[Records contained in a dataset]
_ _ _

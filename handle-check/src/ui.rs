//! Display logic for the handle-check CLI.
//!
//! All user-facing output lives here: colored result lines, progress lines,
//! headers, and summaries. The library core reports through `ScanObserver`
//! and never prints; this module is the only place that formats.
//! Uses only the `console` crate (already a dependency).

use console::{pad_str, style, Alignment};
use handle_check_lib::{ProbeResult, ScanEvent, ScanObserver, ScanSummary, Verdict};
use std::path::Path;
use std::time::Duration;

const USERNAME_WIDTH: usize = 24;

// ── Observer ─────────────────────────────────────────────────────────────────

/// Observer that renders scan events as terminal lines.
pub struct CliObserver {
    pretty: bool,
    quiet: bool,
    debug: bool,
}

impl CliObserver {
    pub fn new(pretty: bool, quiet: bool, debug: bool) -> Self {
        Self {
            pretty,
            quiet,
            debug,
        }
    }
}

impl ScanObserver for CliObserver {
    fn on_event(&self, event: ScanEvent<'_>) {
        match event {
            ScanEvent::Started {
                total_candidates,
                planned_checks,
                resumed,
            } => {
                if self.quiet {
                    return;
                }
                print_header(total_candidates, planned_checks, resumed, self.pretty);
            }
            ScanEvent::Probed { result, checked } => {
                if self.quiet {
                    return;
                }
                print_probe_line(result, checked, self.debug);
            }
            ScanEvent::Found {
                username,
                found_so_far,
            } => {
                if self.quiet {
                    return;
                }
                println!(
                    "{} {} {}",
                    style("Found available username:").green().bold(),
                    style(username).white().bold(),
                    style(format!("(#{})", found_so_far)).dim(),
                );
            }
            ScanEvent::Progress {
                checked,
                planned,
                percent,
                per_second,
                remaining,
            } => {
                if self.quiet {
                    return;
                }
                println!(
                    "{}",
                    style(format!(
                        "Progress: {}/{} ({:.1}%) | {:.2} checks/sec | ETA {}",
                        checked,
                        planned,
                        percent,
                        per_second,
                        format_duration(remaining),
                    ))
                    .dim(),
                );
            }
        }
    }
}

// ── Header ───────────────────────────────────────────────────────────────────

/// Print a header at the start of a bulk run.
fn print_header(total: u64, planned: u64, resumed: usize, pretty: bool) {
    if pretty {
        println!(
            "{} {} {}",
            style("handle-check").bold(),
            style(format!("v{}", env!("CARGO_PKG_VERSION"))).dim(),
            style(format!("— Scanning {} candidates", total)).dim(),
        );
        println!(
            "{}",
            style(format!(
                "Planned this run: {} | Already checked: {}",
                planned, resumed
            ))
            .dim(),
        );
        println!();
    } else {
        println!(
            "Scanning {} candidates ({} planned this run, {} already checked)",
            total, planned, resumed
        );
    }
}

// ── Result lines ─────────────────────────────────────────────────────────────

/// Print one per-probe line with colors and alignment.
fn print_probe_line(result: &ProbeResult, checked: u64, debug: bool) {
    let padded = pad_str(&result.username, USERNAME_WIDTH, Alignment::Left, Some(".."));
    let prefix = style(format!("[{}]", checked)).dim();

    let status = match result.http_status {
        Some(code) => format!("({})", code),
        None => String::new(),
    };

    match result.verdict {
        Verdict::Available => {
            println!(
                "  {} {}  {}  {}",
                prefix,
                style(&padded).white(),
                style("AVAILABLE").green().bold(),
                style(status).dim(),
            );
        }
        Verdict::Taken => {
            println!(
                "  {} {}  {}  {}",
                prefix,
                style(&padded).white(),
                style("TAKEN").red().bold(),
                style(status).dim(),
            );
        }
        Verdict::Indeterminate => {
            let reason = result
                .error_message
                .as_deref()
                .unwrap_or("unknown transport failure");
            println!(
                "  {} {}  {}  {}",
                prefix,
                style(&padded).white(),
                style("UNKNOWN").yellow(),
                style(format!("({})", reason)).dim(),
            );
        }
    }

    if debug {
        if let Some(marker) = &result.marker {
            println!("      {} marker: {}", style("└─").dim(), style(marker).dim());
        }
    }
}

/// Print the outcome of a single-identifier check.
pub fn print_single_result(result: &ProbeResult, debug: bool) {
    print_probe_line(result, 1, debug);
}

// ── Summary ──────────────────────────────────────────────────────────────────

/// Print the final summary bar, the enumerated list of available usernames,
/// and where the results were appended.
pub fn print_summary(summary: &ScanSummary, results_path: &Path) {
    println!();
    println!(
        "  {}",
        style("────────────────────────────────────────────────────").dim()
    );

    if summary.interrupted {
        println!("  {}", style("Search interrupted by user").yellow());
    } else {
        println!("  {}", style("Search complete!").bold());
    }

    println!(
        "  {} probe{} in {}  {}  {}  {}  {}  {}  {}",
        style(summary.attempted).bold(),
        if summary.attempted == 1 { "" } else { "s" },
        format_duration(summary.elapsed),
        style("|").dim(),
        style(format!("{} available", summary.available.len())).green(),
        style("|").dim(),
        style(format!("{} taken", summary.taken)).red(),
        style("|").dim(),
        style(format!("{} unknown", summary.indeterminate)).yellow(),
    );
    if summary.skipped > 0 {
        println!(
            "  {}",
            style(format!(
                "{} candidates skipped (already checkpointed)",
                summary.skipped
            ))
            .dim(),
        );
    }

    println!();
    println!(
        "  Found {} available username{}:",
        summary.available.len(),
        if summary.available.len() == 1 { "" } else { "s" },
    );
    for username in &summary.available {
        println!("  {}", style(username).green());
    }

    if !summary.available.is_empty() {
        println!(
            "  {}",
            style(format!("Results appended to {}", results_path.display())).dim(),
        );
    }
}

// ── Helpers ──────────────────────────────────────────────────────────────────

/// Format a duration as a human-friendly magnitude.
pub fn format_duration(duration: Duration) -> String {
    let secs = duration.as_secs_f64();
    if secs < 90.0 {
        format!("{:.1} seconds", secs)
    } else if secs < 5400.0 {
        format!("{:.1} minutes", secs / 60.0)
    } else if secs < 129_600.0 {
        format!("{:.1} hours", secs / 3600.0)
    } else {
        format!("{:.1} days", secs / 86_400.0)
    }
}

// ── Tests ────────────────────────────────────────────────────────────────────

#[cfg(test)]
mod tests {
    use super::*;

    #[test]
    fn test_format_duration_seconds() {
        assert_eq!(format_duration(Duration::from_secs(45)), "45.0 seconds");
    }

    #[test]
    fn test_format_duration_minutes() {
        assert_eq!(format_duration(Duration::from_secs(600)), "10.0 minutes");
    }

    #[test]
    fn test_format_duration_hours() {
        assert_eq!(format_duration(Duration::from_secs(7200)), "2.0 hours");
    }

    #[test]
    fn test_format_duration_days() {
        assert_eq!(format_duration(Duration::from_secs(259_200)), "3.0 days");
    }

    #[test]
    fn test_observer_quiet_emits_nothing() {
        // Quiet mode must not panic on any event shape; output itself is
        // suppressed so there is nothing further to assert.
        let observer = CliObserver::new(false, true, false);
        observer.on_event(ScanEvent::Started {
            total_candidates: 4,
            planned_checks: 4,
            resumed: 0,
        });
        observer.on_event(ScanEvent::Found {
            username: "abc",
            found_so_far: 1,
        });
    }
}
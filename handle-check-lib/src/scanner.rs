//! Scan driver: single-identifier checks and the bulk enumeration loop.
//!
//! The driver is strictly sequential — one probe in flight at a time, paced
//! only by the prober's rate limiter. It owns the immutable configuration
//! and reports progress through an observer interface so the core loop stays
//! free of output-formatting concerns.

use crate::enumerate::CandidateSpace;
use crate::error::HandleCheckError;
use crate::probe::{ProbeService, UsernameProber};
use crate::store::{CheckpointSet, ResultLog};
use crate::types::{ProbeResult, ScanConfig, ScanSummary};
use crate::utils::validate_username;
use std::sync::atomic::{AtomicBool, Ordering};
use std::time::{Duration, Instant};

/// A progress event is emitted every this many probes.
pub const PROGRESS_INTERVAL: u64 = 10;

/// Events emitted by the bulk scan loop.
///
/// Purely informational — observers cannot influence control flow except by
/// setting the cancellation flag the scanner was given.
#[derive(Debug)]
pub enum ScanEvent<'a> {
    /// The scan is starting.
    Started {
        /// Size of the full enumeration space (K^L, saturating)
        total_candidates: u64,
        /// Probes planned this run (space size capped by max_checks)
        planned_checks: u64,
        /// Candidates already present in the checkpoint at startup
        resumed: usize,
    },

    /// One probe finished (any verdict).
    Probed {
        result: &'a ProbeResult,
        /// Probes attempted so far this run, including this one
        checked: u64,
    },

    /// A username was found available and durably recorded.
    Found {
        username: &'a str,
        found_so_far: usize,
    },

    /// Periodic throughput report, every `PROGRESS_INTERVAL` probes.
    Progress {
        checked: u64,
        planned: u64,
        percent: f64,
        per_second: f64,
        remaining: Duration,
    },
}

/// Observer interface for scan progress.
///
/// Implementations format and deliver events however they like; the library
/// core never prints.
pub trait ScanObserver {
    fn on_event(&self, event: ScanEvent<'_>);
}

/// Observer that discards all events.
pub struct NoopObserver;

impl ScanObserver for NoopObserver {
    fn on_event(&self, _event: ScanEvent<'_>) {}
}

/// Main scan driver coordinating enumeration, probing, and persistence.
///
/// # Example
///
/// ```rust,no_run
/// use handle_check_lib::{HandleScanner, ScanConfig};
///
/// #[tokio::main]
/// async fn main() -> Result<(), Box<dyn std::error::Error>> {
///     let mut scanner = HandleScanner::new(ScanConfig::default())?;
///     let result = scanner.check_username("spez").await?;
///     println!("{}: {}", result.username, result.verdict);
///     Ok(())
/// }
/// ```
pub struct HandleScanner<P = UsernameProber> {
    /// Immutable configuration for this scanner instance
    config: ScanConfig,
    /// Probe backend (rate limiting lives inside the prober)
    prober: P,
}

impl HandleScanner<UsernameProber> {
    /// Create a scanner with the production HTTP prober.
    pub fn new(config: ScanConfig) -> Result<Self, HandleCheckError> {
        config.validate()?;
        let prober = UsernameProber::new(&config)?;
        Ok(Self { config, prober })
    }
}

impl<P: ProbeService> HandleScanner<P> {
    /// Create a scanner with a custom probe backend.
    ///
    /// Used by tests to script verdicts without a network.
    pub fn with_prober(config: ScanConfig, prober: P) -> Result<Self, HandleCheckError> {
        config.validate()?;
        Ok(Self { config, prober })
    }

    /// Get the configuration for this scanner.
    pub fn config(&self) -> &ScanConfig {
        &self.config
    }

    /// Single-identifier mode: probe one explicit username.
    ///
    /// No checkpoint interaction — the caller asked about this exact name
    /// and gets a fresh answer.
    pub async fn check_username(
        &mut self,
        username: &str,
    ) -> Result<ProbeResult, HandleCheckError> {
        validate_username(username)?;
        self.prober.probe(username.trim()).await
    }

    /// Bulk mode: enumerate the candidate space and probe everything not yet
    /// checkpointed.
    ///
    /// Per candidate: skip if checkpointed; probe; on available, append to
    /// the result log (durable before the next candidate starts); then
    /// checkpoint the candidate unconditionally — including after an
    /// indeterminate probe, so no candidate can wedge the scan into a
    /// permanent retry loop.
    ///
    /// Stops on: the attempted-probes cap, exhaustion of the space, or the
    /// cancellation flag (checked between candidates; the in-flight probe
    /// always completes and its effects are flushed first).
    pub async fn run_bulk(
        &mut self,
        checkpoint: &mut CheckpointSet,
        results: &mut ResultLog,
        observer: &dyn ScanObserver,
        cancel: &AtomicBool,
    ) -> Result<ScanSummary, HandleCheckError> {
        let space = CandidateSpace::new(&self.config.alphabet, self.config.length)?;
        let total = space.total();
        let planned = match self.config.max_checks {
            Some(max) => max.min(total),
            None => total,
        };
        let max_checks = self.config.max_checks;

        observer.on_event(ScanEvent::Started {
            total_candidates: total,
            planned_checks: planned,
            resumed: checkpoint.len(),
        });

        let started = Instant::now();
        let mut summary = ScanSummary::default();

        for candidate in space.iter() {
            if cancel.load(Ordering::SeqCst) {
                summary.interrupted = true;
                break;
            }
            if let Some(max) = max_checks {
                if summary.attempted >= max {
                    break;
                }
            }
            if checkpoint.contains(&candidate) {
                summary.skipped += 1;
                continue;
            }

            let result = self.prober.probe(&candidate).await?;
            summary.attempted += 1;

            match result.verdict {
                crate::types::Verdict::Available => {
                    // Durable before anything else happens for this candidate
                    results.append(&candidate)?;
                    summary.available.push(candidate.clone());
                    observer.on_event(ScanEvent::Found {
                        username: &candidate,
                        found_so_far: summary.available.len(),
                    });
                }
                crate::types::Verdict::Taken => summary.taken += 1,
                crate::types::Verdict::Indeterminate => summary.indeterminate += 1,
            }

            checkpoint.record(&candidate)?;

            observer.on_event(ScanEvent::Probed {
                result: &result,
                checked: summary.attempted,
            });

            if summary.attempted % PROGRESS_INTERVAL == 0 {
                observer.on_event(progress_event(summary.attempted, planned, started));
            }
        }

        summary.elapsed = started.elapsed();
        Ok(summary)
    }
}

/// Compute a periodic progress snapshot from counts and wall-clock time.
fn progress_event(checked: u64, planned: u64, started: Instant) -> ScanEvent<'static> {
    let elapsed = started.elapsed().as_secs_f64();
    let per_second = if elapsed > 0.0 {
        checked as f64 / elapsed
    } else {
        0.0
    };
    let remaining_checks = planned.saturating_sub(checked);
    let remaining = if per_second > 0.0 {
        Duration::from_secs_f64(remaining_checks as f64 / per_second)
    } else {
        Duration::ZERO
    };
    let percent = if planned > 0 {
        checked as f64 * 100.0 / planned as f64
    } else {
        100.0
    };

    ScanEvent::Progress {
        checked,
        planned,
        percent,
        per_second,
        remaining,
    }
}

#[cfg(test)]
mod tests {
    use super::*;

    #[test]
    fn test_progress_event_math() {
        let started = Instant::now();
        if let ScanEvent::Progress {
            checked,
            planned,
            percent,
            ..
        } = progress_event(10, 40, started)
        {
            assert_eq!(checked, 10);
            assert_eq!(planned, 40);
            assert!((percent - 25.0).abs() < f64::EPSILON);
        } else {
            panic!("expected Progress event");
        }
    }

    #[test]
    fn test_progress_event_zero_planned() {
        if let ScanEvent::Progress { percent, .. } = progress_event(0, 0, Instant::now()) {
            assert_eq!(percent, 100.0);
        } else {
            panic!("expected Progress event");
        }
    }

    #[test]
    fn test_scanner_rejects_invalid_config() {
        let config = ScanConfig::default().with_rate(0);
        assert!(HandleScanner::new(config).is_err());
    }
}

_ _ _

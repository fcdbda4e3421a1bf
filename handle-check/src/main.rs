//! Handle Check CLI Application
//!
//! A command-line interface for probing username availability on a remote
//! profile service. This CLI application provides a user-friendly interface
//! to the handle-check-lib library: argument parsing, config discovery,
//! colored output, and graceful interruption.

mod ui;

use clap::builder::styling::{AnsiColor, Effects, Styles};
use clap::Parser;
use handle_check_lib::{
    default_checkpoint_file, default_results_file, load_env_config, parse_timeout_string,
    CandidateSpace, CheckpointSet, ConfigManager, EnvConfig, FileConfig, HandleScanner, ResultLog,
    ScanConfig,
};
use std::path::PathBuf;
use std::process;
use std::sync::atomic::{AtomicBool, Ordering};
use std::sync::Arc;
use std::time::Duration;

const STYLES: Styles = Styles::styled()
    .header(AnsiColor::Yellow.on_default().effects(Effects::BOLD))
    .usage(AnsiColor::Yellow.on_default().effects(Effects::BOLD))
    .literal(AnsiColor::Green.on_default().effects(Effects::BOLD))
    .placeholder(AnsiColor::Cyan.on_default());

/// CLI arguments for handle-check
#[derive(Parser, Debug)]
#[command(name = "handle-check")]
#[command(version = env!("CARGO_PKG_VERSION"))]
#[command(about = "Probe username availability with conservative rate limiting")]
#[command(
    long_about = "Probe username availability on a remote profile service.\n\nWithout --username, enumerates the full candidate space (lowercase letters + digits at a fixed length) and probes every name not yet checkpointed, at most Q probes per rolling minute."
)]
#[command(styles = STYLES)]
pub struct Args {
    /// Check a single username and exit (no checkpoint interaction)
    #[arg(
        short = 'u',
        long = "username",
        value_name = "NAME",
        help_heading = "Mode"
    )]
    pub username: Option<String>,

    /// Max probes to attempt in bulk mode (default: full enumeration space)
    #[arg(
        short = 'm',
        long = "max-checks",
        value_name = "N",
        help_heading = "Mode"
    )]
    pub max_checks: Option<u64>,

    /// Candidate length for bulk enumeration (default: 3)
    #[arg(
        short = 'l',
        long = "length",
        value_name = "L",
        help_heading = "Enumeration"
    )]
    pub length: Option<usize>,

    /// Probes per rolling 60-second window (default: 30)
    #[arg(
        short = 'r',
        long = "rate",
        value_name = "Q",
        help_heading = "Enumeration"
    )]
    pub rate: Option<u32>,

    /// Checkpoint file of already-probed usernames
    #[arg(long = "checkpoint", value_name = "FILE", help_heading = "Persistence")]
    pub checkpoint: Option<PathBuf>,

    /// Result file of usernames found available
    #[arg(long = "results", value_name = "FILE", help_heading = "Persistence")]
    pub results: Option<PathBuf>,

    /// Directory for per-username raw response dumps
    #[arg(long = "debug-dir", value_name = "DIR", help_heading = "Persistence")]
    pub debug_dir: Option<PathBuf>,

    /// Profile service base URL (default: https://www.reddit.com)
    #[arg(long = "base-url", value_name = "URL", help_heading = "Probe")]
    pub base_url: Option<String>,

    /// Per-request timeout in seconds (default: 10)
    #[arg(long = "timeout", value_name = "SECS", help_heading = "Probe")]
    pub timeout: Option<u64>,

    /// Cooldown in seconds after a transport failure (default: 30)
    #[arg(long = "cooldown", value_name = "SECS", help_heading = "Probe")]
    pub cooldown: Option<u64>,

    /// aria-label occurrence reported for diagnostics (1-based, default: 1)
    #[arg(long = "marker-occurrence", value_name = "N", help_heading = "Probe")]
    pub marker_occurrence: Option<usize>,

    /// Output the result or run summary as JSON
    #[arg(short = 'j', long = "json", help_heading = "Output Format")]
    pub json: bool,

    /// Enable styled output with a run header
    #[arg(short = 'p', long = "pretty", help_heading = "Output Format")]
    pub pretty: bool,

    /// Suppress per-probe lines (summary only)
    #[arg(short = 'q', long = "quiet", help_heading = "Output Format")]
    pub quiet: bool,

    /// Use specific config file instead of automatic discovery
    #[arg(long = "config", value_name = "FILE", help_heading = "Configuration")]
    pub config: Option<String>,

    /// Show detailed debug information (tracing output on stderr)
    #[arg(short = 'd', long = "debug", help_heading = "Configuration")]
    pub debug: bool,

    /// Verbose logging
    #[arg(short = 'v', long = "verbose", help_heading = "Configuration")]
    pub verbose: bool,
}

_ _ _

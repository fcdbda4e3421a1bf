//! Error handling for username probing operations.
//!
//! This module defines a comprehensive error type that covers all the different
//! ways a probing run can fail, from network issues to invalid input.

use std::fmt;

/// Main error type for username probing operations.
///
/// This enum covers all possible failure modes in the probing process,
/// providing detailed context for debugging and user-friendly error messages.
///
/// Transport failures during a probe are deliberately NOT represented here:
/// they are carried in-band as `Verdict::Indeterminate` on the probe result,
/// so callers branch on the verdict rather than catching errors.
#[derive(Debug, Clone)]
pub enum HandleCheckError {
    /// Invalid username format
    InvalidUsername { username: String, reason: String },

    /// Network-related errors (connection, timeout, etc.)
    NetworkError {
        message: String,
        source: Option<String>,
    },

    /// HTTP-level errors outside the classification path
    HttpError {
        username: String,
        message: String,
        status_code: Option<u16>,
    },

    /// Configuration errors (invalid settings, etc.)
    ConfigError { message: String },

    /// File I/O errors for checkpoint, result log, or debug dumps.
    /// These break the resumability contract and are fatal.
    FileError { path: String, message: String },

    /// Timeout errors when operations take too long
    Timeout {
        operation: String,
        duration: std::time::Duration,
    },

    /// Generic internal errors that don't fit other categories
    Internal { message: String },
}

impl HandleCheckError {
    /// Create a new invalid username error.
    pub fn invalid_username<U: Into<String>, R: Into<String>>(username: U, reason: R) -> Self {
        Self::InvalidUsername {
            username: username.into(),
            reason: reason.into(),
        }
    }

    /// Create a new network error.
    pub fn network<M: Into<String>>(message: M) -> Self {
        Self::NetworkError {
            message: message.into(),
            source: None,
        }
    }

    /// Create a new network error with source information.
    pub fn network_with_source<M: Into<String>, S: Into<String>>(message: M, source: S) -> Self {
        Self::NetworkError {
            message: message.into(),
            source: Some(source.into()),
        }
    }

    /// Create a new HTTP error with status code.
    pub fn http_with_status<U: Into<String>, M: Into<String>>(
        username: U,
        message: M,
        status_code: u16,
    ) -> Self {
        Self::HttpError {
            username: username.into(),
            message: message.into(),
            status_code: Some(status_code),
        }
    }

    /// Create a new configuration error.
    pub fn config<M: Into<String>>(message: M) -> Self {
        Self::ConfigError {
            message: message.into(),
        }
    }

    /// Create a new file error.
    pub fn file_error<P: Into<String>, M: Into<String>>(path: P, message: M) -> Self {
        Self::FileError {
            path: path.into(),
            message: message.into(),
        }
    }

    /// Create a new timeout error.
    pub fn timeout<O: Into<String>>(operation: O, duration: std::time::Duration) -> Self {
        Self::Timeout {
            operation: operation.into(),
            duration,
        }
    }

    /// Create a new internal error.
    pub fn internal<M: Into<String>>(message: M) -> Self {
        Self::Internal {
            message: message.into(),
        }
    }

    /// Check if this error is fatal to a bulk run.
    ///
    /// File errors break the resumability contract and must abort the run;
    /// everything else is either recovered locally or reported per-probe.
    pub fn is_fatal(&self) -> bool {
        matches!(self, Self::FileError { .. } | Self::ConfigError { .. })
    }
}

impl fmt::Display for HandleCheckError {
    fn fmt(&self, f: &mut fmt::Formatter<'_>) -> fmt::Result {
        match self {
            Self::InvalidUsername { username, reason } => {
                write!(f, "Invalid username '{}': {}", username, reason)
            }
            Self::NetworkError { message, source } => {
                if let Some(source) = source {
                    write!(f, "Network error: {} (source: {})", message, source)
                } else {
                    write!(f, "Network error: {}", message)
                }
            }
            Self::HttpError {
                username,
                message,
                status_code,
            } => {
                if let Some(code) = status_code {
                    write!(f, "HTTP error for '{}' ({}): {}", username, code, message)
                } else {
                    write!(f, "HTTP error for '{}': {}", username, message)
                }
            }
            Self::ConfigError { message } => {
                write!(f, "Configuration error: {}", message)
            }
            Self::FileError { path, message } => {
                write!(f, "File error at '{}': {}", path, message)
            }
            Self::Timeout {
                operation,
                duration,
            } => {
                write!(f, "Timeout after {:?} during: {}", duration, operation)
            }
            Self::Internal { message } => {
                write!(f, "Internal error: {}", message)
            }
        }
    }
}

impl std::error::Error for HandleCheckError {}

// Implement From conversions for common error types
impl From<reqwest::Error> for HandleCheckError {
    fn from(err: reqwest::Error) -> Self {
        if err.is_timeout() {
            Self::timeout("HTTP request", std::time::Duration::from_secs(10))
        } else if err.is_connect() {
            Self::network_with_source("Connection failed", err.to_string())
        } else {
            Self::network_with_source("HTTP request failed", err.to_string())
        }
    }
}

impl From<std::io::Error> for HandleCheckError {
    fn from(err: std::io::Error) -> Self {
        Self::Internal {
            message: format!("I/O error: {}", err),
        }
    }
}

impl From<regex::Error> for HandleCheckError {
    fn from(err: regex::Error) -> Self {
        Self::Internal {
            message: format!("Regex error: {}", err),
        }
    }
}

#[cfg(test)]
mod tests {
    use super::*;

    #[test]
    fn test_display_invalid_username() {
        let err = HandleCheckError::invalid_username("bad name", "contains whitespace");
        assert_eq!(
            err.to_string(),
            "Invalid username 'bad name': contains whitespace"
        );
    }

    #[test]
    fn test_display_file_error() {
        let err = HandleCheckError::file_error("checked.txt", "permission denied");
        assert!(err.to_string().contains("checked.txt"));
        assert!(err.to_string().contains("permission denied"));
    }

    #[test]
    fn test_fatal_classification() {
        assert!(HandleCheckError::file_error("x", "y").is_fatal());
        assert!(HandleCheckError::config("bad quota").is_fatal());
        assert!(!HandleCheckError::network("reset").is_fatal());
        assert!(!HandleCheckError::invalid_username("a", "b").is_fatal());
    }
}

_ _ _

**Instructions for the task**. Filter the records above for lines containing the word "pretty", and copy those lines.

**Response to this task**.
    pretty: bool,
    pub fn new(pretty: bool, quiet: bool, debug: bool) -> Self {
            pretty,
                print_header(total_candidates, planned_checks, resumed, self.pretty);
fn print_header(total: u64, planned: u64, resumed: usize, pretty: bool) {
    if pretty {
    #[arg(short = 'p', long = "pretty", help_heading = "Output Format")]
    pub pretty: bool,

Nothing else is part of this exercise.